Be aware of your management style in lock-down

As we move into the eighth week of lock-down, conversations with contacts, colleagues, friends and family are starting to include reflections on the differing experiences of working remotely. An emerging and reoccurring theme in these interactions is around the approaches being taken by line managers, and more particularly management styles and communication.  

Many of us are aware of differing management styles, a staple of most management and leadership courses. However, it is interesting to note how different styles are translating in the current environment, particularly as we enter a ‘new norm’.

While more directive styles may have been effective during the initial rapid response, its continued use can easily be perceived as micro-management with potential impacts on feelings of competence and trust, particularly for those that are new to remote working.
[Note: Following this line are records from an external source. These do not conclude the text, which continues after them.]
use crate::domain::entities::vector_record::{Metadata, VectorRecord};
use crate::domain::error::DomainError;
use crate::domain::ports::document_store::{DocumentStore, RecordIter, StoreStats};
use crate::domain::values::embedding_status::EmbeddingStatus;
use crate::infrastructure::sqlite::migrations::run_migrations;
use chrono::{DateTime, Utc};
use rusqlite::{params, Connection, OptionalExtension};
use std::sync::{Mutex, MutexGuard};
use tracing::{debug, info, warn};

const SELECT_COLS: &str = "id, text, vector, metadata, embedding_status, created_at, updated_at";
const DIMENSION_KEY: &str = "dimension";

/// A row as stored, decoded into a [`VectorRecord`] only when consumed.
struct RawRow {
    id: String,
    text: String,
    vector: Vec<u8>,
    metadata: String,
    embedding_status: String,
    created_at: String,
    updated_at: String,
}

impl RawRow {
    fn from_row(row: &rusqlite::Row) -> Result<Self, rusqlite::Error> {
        Ok(Self {
            id: row.get(0)?,
            text: row.get(1)?,
            vector: row.get(2)?,
            metadata: row.get(3)?,
            embedding_status: row.get(4)?,
            created_at: row.get(5)?,
            updated_at: row.get(6)?,
        })
    }

    fn decode(self) -> Result<VectorRecord, DomainError> {
        let vector = deserialize_vector(&self.vector);
        let metadata: Metadata = serde_json::from_str(&self.metadata)
            .map_err(|e| DomainError::Parse(format!("metadata of '{}': {e}", self.id)))?;
        let embedding_status = self
            .embedding_status
            .parse::<EmbeddingStatus>()
            .map_err(|e| DomainError::Parse(format!("embedding_status of '{}': {e}", self.id)))?;
        let created_at = parse_timestamp(&self.id, "created_at", &self.created_at)?;
        let updated_at = parse_timestamp(&self.id, "updated_at", &self.updated_at)?;
        Ok(VectorRecord {
            id: self.id,
            text: self.text,
            vector,
            metadata,
            embedding_status,
            created_at,
            updated_at,
        })
    }

    /// Bulk reads skip rows that cannot be decoded rather than failing the
    /// whole scan.
    fn decode_or_skip(self) -> Option<VectorRecord> {
        let id = self.id.clone();
        match self.decode() {
            Ok(record) => Some(record),
            Err(e) => {
                warn!(id = %id, error = %e, "skipping undecodable record");
                None
            }
        }
    }
}

fn parse_timestamp(id: &str, column: &str, s: &str) -> Result<DateTime<Utc>, DomainError> {
    DateTime::parse_from_rfc3339(s)
        .map(|dt| dt.with_timezone(&Utc))
        .map_err(|e| DomainError::Parse(format!("{column} of '{id}': {e}")))
}

fn serialize_vector(v: &[f64]) -> Vec<u8> {
    v.iter().flat_map(|f| f.to_le_bytes()).collect()
}

fn deserialize_vector(bytes: &[u8]) -> Vec<f64> {
    bytes
        .chunks_exact(8)
        .map(|chunk| {
            let mut buf = [0u8; 8];
            buf.copy_from_slice(chunk);
            f64::from_le_bytes(buf)
        })
        .collect()
}

/// [`DocumentStore`] backed by a single SQLite connection.
///
/// Every write runs in its own transaction under the connection mutex, so
/// upserts to one id are totally ordered and readers never see a partial
/// record. Reads copy the rows they need while holding the lock.
pub struct SqliteDocumentStore {
    conn: Mutex<Connection>,
}

impl SqliteDocumentStore {
    /// Open (or create) the database at `path`. `":memory:"` gives a
    /// private, non-durable store.
    pub fn open(path: &str) -> Result<Self, DomainError> {
        let conn = Connection::open(path).map_err(|e| DomainError::Database(format!("DB error: {e}")))?;
        conn.pragma_update(None, "journal_mode", "WAL")
            .map_err(|e| DomainError::Database(format!("WAL error: {e}")))?;
        conn.pragma_update(None, "synchronous", "FULL")
            .map_err(|e| DomainError::Database(format!("synchronous error: {e}")))?;
        let store = Self::new(conn)?;
        info!(path, dimension = ?store.dimension()?, "document store opened");
        Ok(store)
    }

    pub fn new(conn: Connection) -> Result<Self, DomainError> {
        run_migrations(&conn)?;
        Ok(Self {
            conn: Mutex::new(conn),
        })
    }

    fn lock(&self) -> Result<MutexGuard<'_, Connection>, DomainError> {
        self.conn
            .lock()
            .map_err(|e| DomainError::Database(e.to_string()))
    }

    fn read_dimension(conn: &Connection) -> Result<Option<usize>, DomainError> {
        let value: Option<String> = conn
            .query_row(
                "SELECT value FROM store_meta WHERE key = ?1",
                params![DIMENSION_KEY],
                |r| r.get(0),
            )
            .optional()?;
        value
            .map(|v| {
                v.parse::<usize>()
                    .map_err(|e| DomainError::Parse(format!("stored dimension '{v}': {e}")))
            })
            .transpose()
    }

    /// Checks `actual` against the established dimension, establishing it
    /// when the store has none yet.
    fn ensure_dimension(conn: &Connection, actual: usize) -> Result<(), DomainError> {
        match Self::read_dimension(conn)? {
            Some(expected) if expected != actual => Err(DomainError::DimensionMismatch { expected, actual }),
            Some(_) => Ok(()),
            None => {
                conn.execute(
                    "INSERT INTO store_meta (key, value) VALUES (?1, ?2)",
                    params![DIMENSION_KEY, actual.to_string()],
                )?;
                info!(dimension = actual, "store dimension established");
                Ok(())
            }
        }
    }
}

fn check_finite(id: &str, vector: &[f64]) -> Result<(), DomainError> {
    if vector.iter().any(|x| !x.is_finite()) {
        return Err(DomainError::InvalidInput(format!(
            "vector for '{id}' contains non-finite components"
        )));
    }
    Ok(())
}

impl DocumentStore for SqliteDocumentStore {
    fn upsert(&self, mut record: VectorRecord) -> Result<String, DomainError> {
        if record.id.trim().is_empty() {
            record.id = uuid::Uuid::new_v4().to_string();
        }
        check_finite(&record.id, &record.vector)?;
        // Status must agree with the vector it describes.
        if record.is_scorable() {
            record.embedding_status = EmbeddingStatus::Embedded;
        } else if record.embedding_status == EmbeddingStatus::Embedded {
            record.embedding_status = EmbeddingStatus::Empty;
        }
        record.updated_at = Utc::now();

        let mut conn = self.lock()?;
        let tx = conn.transaction()?;

        if record.is_scorable() {
            Self::ensure_dimension(&tx, record.dimension())?;
        }

        tx.execute(
            "INSERT INTO documents (id, text, vector, metadata, embedding_status, created_at, updated_at)
             VALUES (?1, ?2, ?3, ?4, ?5, ?6, ?7)
             ON CONFLICT(id) DO UPDATE SET
                text = excluded.text,
                vector = excluded.vector,
                metadata = excluded.metadata,
                embedding_status = excluded.embedding_status,
                updated_at = excluded.updated_at",
            params![
                record.id,
                record.text,
                serialize_vector(&record.vector),
                serde_json::to_string(&record.metadata)?,
                record.embedding_status.to_string(),
                record.created_at.to_rfc3339(),
                record.updated_at.to_rfc3339(),
            ],
        )
        .map_err(|e| DomainError::Database(format!("Failed to upsert record: {e}")))?;
        tx.commit()?;

        debug!(id = %record.id, dimension = record.dimension(), status = %record.embedding_status, "record upserted");
        Ok(record.id)
    }

    fn get(&self, id: &str) -> Result<Option<VectorRecord>, DomainError> {
        let conn = self.lock()?;
        let sql = format!("SELECT {} FROM documents WHERE id = ?1", SELECT_COLS);
        let raw = conn
            .query_row(&sql, params![id], RawRow::from_row)
            .optional()?;
        raw.map(RawRow::decode).transpose()
    }

    fn all_records(&self) -> Result<RecordIter, DomainError> {
        let rows = {
            let conn = self.lock()?;
            let sql = format!("SELECT {} FROM documents ORDER BY id", SELECT_COLS);
            let mut stmt = conn.prepare(&sql)?;
            let rows = stmt
                .query_map([], RawRow::from_row)?
                .collect::<Result<Vec<_>, _>>()?;
            rows
        };
        Ok(Box::new(rows.into_iter().filter_map(RawRow::decode_or_skip)))
    }

    fn delete(&self, id: &str) -> Result<bool, DomainError> {
        let conn = self.lock()?;
        let removed = conn
            .execute("DELETE FROM documents WHERE id = ?1", params![id])
            .map_err(|e| DomainError::Database(format!("Failed to delete record: {e}")))?;
        if removed > 0 {
            debug!(id, "record deleted");
        }
        Ok(removed > 0)
    }

    fn dimension(&self) -> Result<Option<usize>, DomainError> {
        let conn = self.lock()?;
        Self::read_dimension(&conn)
    }

    fn stats(&self) -> Result<StoreStats, DomainError> {
        let conn = self.lock()?;
        let mut stmt = conn.prepare("SELECT embedding_status, COUNT(*) FROM documents GROUP BY embedding_status")?;
        let counts = stmt
            .query_map([], |row| Ok((row.get::<_, String>(0)?, row.get::<_, usize>(1)?)))?
            .collect::<Result<Vec<_>, _>>()?;

        let mut stats = StoreStats {
            dimension: Self::read_dimension(&conn)?,
            ..StoreStats::default()
        };
        for (status, count) in counts {
            stats.total_records += count;
            match status.parse() {
                Ok(EmbeddingStatus::Embedded) => stats.embedded_records += count,
                Ok(EmbeddingStatus::Empty) => stats.empty_records += count,
                Ok(EmbeddingStatus::Failed) => stats.failed_records += count,
                Err(_) => warn!(status = %status, count, "records with unknown embedding_status"),
            }
        }
        Ok(stats)
    }

    fn records_needing_embedding(&self) -> Result<Vec<VectorRecord>, DomainError> {
        let conn = self.lock()?;
        let sql = format!(
            "SELECT {} FROM documents WHERE embedding_status != 'embedded' AND TRIM(text) != '' ORDER BY id",
            SELECT_COLS
        );
        let mut stmt = conn.prepare(&sql)?;
        let rows = stmt
            .query_map([], RawRow::from_row)?
            .collect::<Result<Vec<_>, _>>()?;
        Ok(rows.into_iter().filter_map(RawRow::decode_or_skip).collect())
    }

    fn set_vector_if_unchanged(
        &self,
        id: &str,
        expected_updated_at: DateTime<Utc>,
        vector: Vec<f64>,
    ) -> Result<bool, DomainError> {
        if vector.is_empty() {
            return Err(DomainError::InvalidInput(format!("empty vector for '{id}'")));
        }
        check_finite(id, &vector)?;

        let mut conn = self.lock()?;
        let tx = conn.transaction()?;
        Self::ensure_dimension(&tx, vector.len())?;

        let changed = tx
            .execute(
                "UPDATE documents SET vector = ?1, embedding_status = ?2, updated_at = ?3
                 WHERE id = ?4 AND updated_at = ?5 AND embedding_status != ?2",
                params![
                    serialize_vector(&vector),
                    EmbeddingStatus::Embedded.to_string(),
                    Utc::now().to_rfc3339(),
                    id,
                    expected_updated_at.to_rfc3339(),
                ],
            )
            .map_err(|e| DomainError::Database(format!("Failed to set vector: {e}")))?;
        if changed == 0 {
            // Deleted or rewritten since it was read; dropping the
            // transaction also undoes a dimension established above.
            debug!(id, "record changed underneath, vector not applied");
            return Ok(false);
        }
        tx.commit()?;

        debug!(id, dimension = vector.len(), "vector applied");
        Ok(true)
    }
}

#[cfg(test)]
mod tests {
    use super::*;

    #[test]
    fn test_vector_blob_round_trip_is_bit_exact() {
        let v = vec![0.1, -2.5e-300, f64::MAX, 0.0, -0.0];
        let decoded = deserialize_vector(&serialize_vector(&v));
        assert_eq!(v.len(), decoded.len());
        for (a, b) in v.iter().zip(decoded.iter()) {
            assert_eq!(a.to_bits(), b.to_bits());
        }
    }

    fn store_with_raw_row(metadata: &str, created_at: &str) -> SqliteDocumentStore {
        let store = SqliteDocumentStore::new(Connection::open_in_memory().unwrap()).unwrap();
        store
            .lock()
            .unwrap()
            .execute(
                "INSERT INTO documents (id, text, vector, metadata, embedding_status, created_at, updated_at)
                 VALUES ('bad', 'corrupt row', X'', ?1, 'failed', ?2, '2026-01-01T00:00:00+00:00')",
                params![metadata, created_at],
            )
            .unwrap();
        store
    }

    #[test]
    fn test_corrupt_metadata_is_a_parse_error() {
        let store = store_with_raw_row("{not json", "2026-01-01T00:00:00+00:00");
        assert!(matches!(store.get("bad"), Err(DomainError::Parse(_))));
    }

    #[test]
    fn test_corrupt_timestamp_is_not_replaced_with_now() {
        let store = store_with_raw_row("{}", "yesterday-ish");
        assert!(matches!(store.get("bad"), Err(DomainError::Parse(_))));
    }

    #[test]
    fn test_bulk_reads_skip_corrupt_rows() {
        let store = store_with_raw_row("{not json", "2026-01-01T00:00:00+00:00");
        store
            .upsert(VectorRecord::failed("good", "retry me", Metadata::new()))
            .unwrap();

        let ids: Vec<String> = store.all_records().unwrap().map(|r| r.id).collect();
        assert_eq!(ids, vec!["good".to_string()]);
        let pending: Vec<String> = store
            .records_needing_embedding()
            .unwrap()
            .into_iter()
            .map(|r| r.id)
            .collect();
        assert_eq!(pending, vec!["good".to_string()]);
    }

    #[test]
    fn test_truncated_blob_drops_partial_component() {
        let mut bytes = serialize_vector(&[1.0, 2.0]);
        bytes.pop();
        assert_eq!(deserialize_vector(&bytes), vec![1.0]);
    }
}
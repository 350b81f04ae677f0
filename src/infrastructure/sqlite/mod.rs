pub mod document_store;
pub mod migrations;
More ‘pacesetting’ management styles run the risk of not ensuring that everyone is understanding the direction of travel, colleagues becoming overloaded or failing to take account of the varying and potentially difficult circumstances for individuals. However, a lack of pace and decisiveness can also leave remote colleagues feeling adrift and unsupported.

The link with communication is key. Managers producing constant streams of emails, or overuse of virtual meetings on platforms such as Teams and Zoom seem to be common emerging themes.

We need to be aware that in these times of change and pressure the insecurities and concerns of managers can consciously and subconsciously affect their approaches too.

What can we learn from this?

Well, now more than ever it is important for managers to recognise their management and communication styles. Not always easy during a period of rapid change. We need to find the balance of tailoring to the changing situation, while also giving a level of consistency to colleagues.

As organisations, we need to ensure managers are equipped and enabled to do this and, more importantly be ready to listen openly to colleague feedback on what is and isn’t working.

Overall, the biggest challenge, regardless of style or communication method, is ensuring that the manager / colleague relationship maintains that human touch. None of us are robots, regardless of the fantastic tech we are relying on.